**REQUIREMENT**
Lines from the beginning of the data through the line containing "use core::ffi::c_void;" are to be copied exactly, with no other line included.

----- TASK MATERIAL -----

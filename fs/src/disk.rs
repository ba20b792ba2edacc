//! Drive descriptor table, enumeration, and hotplug rescan.
//!
//! `detect_disks_quick` rebuilds the table from the backend map and the
//! quick-probe. Hotplug IRQs call [`disk_request_rescan`], which coalesces:
//! a rescan already pending just sets the "again" flag, and the workqueue
//! closure loops while that flag is set, so the last observed state wins
//! without growing the queue.

use core::ffi::c_void;

use orion_abi::fs::{BackendKind, DRIVE_MODEL_MAX, FS_TAG_MAX, FsKind, MAX_DISKS, SECTOR_SIZE};
use orion_lib::string::{bytes_as_str, copy_into_padded};
use orion_lib::workqueue::workqueue_enqueue;
use orion_lib::{IrqMutex, cprintf};

use crate::blockdev::{BlockDevice, DriveDevice, block_ops};
use crate::quick::fs_quick_probe;

#[derive(Clone, Copy)]
pub struct DiskInfo {
    pub present: bool,
    pub id: u8,
    pub base_lba: u32,
    pub fs_kind: FsKind,
    pub fs_tag: [u8; FS_TAG_MAX],
}

impl DiskInfo {
    const fn empty(id: u8) -> Self {
        Self {
            present: false,
            id,
            base_lba: 0,
            fs_kind: FsKind::None,
            fs_tag: [0; FS_TAG_MAX],
        }
    }

    pub fn tag(&self) -> &str {
        bytes_as_str(&self.fs_tag)
    }
}

struct DiskTable {
    disks: [DiskInfo; MAX_DISKS],
    count: usize,
}

static TABLE: IrqMutex<DiskTable> = IrqMutex::new(DiskTable {
    disks: [
        DiskInfo::empty(0),
        DiskInfo::empty(1),
        DiskInfo::empty(2),
        DiskInfo::empty(3),
        DiskInfo::empty(4),
        DiskInfo::empty(5),
        DiskInfo::empty(6),
        DiskInfo::empty(7),
    ],
    count: 0,
});

static RESCAN: IrqMutex<RescanState> = IrqMutex::new(RescanState {
    pending: false,
    again: false,
});

struct RescanState {
    pending: bool,
    again: bool,
}

pub fn disk_info(drive: u8) -> Option<DiskInfo> {
    if (drive as usize) >= MAX_DISKS {
        return None;
    }
    let table = TABLE.lock();
    let info = table.disks[drive as usize];
    if info.present { Some(info) } else { None }
}

pub fn disk_exists(drive: u8) -> bool {
    disk_info(drive).is_some()
}

pub fn disk_count() -> usize {
    TABLE.lock().count
}

fn set_slot(slot: &mut DiskInfo, id: u8, present: bool, base_lba: u32, kind: FsKind) {
    slot.present = present;
    slot.id = id;
    slot.base_lba = base_lba;
    slot.fs_kind = kind;
    copy_into_padded(&mut slot.fs_tag, kind.tag().as_bytes());
}

/// Demote volumes carrying an NTFS OEM/type string: readable, signed, but
/// nothing we can mount.
fn ntfs_filter(dev: &mut DriveDevice, base: u32, kind: FsKind) -> FsKind {
    if kind == FsKind::None {
        return kind;
    }
    let mut sec = [0u8; SECTOR_SIZE];
    if dev.read_sector(base, &mut sec).is_ok()
        && (&sec[0x03..0x07] == b"NTFS" || &sec[0x52..0x56] == b"NTFS")
    {
        cprintf!("[DISK] drive {} > NTFS detected, marking Unknown\n", dev.drive());
        return FsKind::Unknown;
    }
    kind
}

/// Rebuild the whole drive table: refresh the backend map, probe each id.
pub fn detect_disks_quick() {
    if let Some(ops) = block_ops() {
        (ops.refresh_drive_map)();
    }
    cprintf!("[DISK] Quick detection start\n");

    let mut fresh = [DiskInfo::empty(0); MAX_DISKS];
    let mut count = 0usize;

    for d in 0..MAX_DISKS as u8 {
        let mut dev = DriveDevice::new(d);
        let (kind, base) = fs_quick_probe(&mut dev);

        if kind == FsKind::None {
            cprintf!("[DISK] drive {} > no response\n", d);
            set_slot(&mut fresh[d as usize], d, false, 0, FsKind::None);
            continue;
        }

        let kind = ntfs_filter(&mut dev, base, kind);
        set_slot(&mut fresh[d as usize], d, true, base, kind);
        cprintf!(
            "[DISK] drive {} detected as {} (base LBA={})\n",
            d,
            kind.tag(),
            base
        );
        count += 1;
    }

    {
        let mut table = TABLE.lock();
        table.disks = fresh;
        table.count = count;
    }

    if count == 0 {
        cprintf!("[DISK] No drives found.\n");
    } else {
        cprintf!("[DISK] Total {} drive(s) detected.\n", count);
    }
}

// ---------------------------------------------------------------------------
// Volume label (FAT only; BPB label field)
// ---------------------------------------------------------------------------

fn read_volume_label(drive: u8, base_lba: u32, kind: FsKind, out: &mut [u8; 12]) {
    out[0] = 0;
    let off = match kind {
        FsKind::Fat16 => 0x2B,
        FsKind::Fat32 => 0x47,
        _ => return,
    };

    let mut dev = DriveDevice::new(drive);
    let mut sec = [0u8; SECTOR_SIZE];
    if dev.read_sector(base_lba, &mut sec).is_err() {
        return;
    }

    let mut label = [0u8; 12];
    label[..11].copy_from_slice(&sec[off..off + 11]);
    let trimmed = orion_lib::string::trim(&label[..11]);
    if trimmed.is_empty() || trimmed == b"NO NAME" {
        return;
    }
    copy_into_padded(out, trimmed);
}

/// `disk ls`: one block per present drive with model, label, backend, and
/// layout.
pub fn cmd_disk_ls() {
    cprintf!("Detected disks:\n");

    let snapshot = {
        let table = TABLE.lock();
        (table.disks, table.count)
    };
    let (disks, count) = snapshot;

    if count == 0 {
        cprintf!("  (no disks found)\n");
        return;
    }

    for info in disks.iter().filter(|d| d.present) {
        let mut model = [0u8; DRIVE_MODEL_MAX];
        let have_model = block_ops().is_some_and(|ops| (ops.model)(info.id, &mut model));
        let model_str = if have_model { bytes_as_str(&model) } else { "Unknown" };

        let mut label = [0u8; 12];
        read_volume_label(info.id, info.base_lba, info.fs_kind, &mut label);

        cprintf!("  {}#: {} on {}", info.id, info.tag(), model_str);
        if label[0] != 0 {
            cprintf!(" ({})", bytes_as_str(&label));
        }
        cprintf!("\n");

        let backend = block_ops().map_or(BackendKind::None, |ops| (ops.backend)(info.id).0);
        let layout = if info.base_lba == 0 { "superfloppy" } else { "partitioned" };
        cprintf!(
            "    {}{} . {} . LBA {}\n",
            backend.name(),
            info.id,
            layout,
            info.base_lba
        );
    }

    cprintf!("[DISK] Total {} drive(s) detected.\n", count);
}

// ---------------------------------------------------------------------------
// Hotplug rescan coalescing
// ---------------------------------------------------------------------------

fn rescan_work(_ctx: *mut c_void) {
    loop {
        detect_disks_quick();

        let repeat = {
            let mut state = RESCAN.lock();
            if state.again {
                state.again = false;
                true
            } else {
                state.pending = false;
                false
            }
        };

        if !repeat {
            break;
        }
    }
}

/// Safe from IRQ context. At most one rescan closure is ever queued.
pub fn disk_request_rescan() {
    let enqueue = {
        let mut state = RESCAN.lock();
        if state.pending {
            state.again = true;
            false
        } else {
            state.pending = true;
            true
        }
    };

    if enqueue && !workqueue_enqueue(rescan_work, core::ptr::null_mut()) {
        RESCAN.lock().pending = false;
    }
}

/// Test hook: observe the coalescing flags.
pub fn rescan_flags() -> (bool, bool) {
    let state = RESCAN.lock();
    (state.pending, state.again)
}
// ---------------------------------------------------------------------------
// Cross-driver uniform listing
// ---------------------------------------------------------------------------

pub fn test_uniform_listing_shape() -> c_int {
    let Some((mut xfs, mut xdev)) = fresh_xvfs(256) else {
        return -1;
    };
    let Some((mut ffs, mut fdev)) = fresh_fat16(2048) else {
        return -1;
    };

    if xfs.mkdir(&mut xdev, "/d").is_err() || xfs.write_file(&mut xdev, "/f", b"x").is_err() {
        return -1;
    }
    if ffs.mkdir(&mut fdev, "/d").is_err() || ffs.write_file(&mut fdev, "/f", b"x").is_err() {
        return -1;
    }

    let xe = xfs.list_dir(&mut xdev, Some("/")).unwrap_or_default();
    let fe: alloc::vec::Vec<(String, bool)> = ffs
        .list_dir(&mut fdev, Some("/"))
        .unwrap_or_default()
        .into_iter()
        .filter(|(n, _)| n != "." && n != "..")
        .collect();

    // Both drivers produce the same (name, is_dir) view.
    let mut xs = xe;
    let mut fs_ = fe;
    xs.sort_by(|a, b| a.0.cmp(&b.0));
    fs_.sort_by(|a, b| a.0.cmp(&b.0));
    if xs != fs_ {
        return -1;
    }
    0
}

orion_lib::define_test_suite!(
    filesystem,
    [
        test_probe_unreadable_is_none,
        test_probe_unsigned_is_unknown,
        test_probe_classifies_xvfs,
        test_probe_classifies_fat16,
        test_probe_is_stable,
        test_probe_follows_mbr_partition,
        test_xvfs_write_read_roundtrip,
        test_xvfs_mkdir_rmdir_restores_free_count,
        test_xvfs_exact_fit_boundary,
        test_xvfs_reuses_deleted_slot,
        test_xvfs_subdir_listing,
        test_fat16_write_read_roundtrip,
        test_fat16_multi_cluster_file,
        test_fat16_lfn_roundtrip,
        test_fat16_mkdir_and_nested_file,
        test_fat16_free_count_restored_by_rm,
        test_fat16_rename_keeps_contents,
        test_fat32_write_read_roundtrip,
        test_fat32_subdirectories,
        test_path_normalize_rules,
        test_chdir_relative_equivalence,
        test_rescan_requests_coalesce,
        test_uniform_listing_shape,
    ]
);
//! Idle context and deferred-work drain.
//!
//! When no process is runnable the CPU runs here: drain the workqueue and
//! due timer tasks with interrupts enabled, then halt until the next IRQ.
//! The timer tail pulls execution back into a process as soon as one is
//! ready. The idle context is rebuilt from scratch on every entry, so it
//! never needs saving.

use orion_lib::workqueue::workqueue_run;
use orion_lib::{TrapFrame, timer_task::timer_task_run_due};

use crate::proc::FRAME_POP_SIZE;

const IDLE_STACK_SIZE: usize = 8 * 1024;

#[repr(align(16))]
struct IdleStack([u8; IDLE_STACK_SIZE]);

static mut IDLE_STACK: IdleStack = IdleStack([0; IDLE_STACK_SIZE]);

/// The between-process drain point: deferred closures
/// first, then due timer tasks, each with interrupts enabled.
pub fn drain_deferred_work() {
    workqueue_run();
    timer_task_run_due();
}

extern "C" fn idle_main() -> ! {
    loop {
        drain_deferred_work();
        orion_lib::cpu::sti_halt();
    }
}

/// Write a fresh idle frame at the top of the idle stack and return the
/// esp to pivot onto.
pub fn prime_idle_frame() -> u32 {
    let base = &raw mut IDLE_STACK as *mut u8 as u32;
    let top = base + IDLE_STACK_SIZE as u32;
    let resume_esp = top - FRAME_POP_SIZE;
    let frame = TrapFrame::kernel_context(idle_main as usize as u32, top);
    crate::proc::write_resume_frame(&frame, resume_esp);
    resume_esp
}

-----

**RESPONSE TO THE EXERCISE**
filename fs/src/disk.rs
repository ba20b792ba2edacc
//! Drive descriptor table, enumeration, and hotplug rescan.
//!
//! `detect_disks_quick` rebuilds the table from the backend map and the
//! quick-probe. Hotplug IRQs call [`disk_request_rescan`], which coalesces:
//! a rescan already pending just sets the "again" flag, and the workqueue
//! closure loops while that flag is set, so the last observed state wins
//! without growing the queue.

use core::ffi::c_void;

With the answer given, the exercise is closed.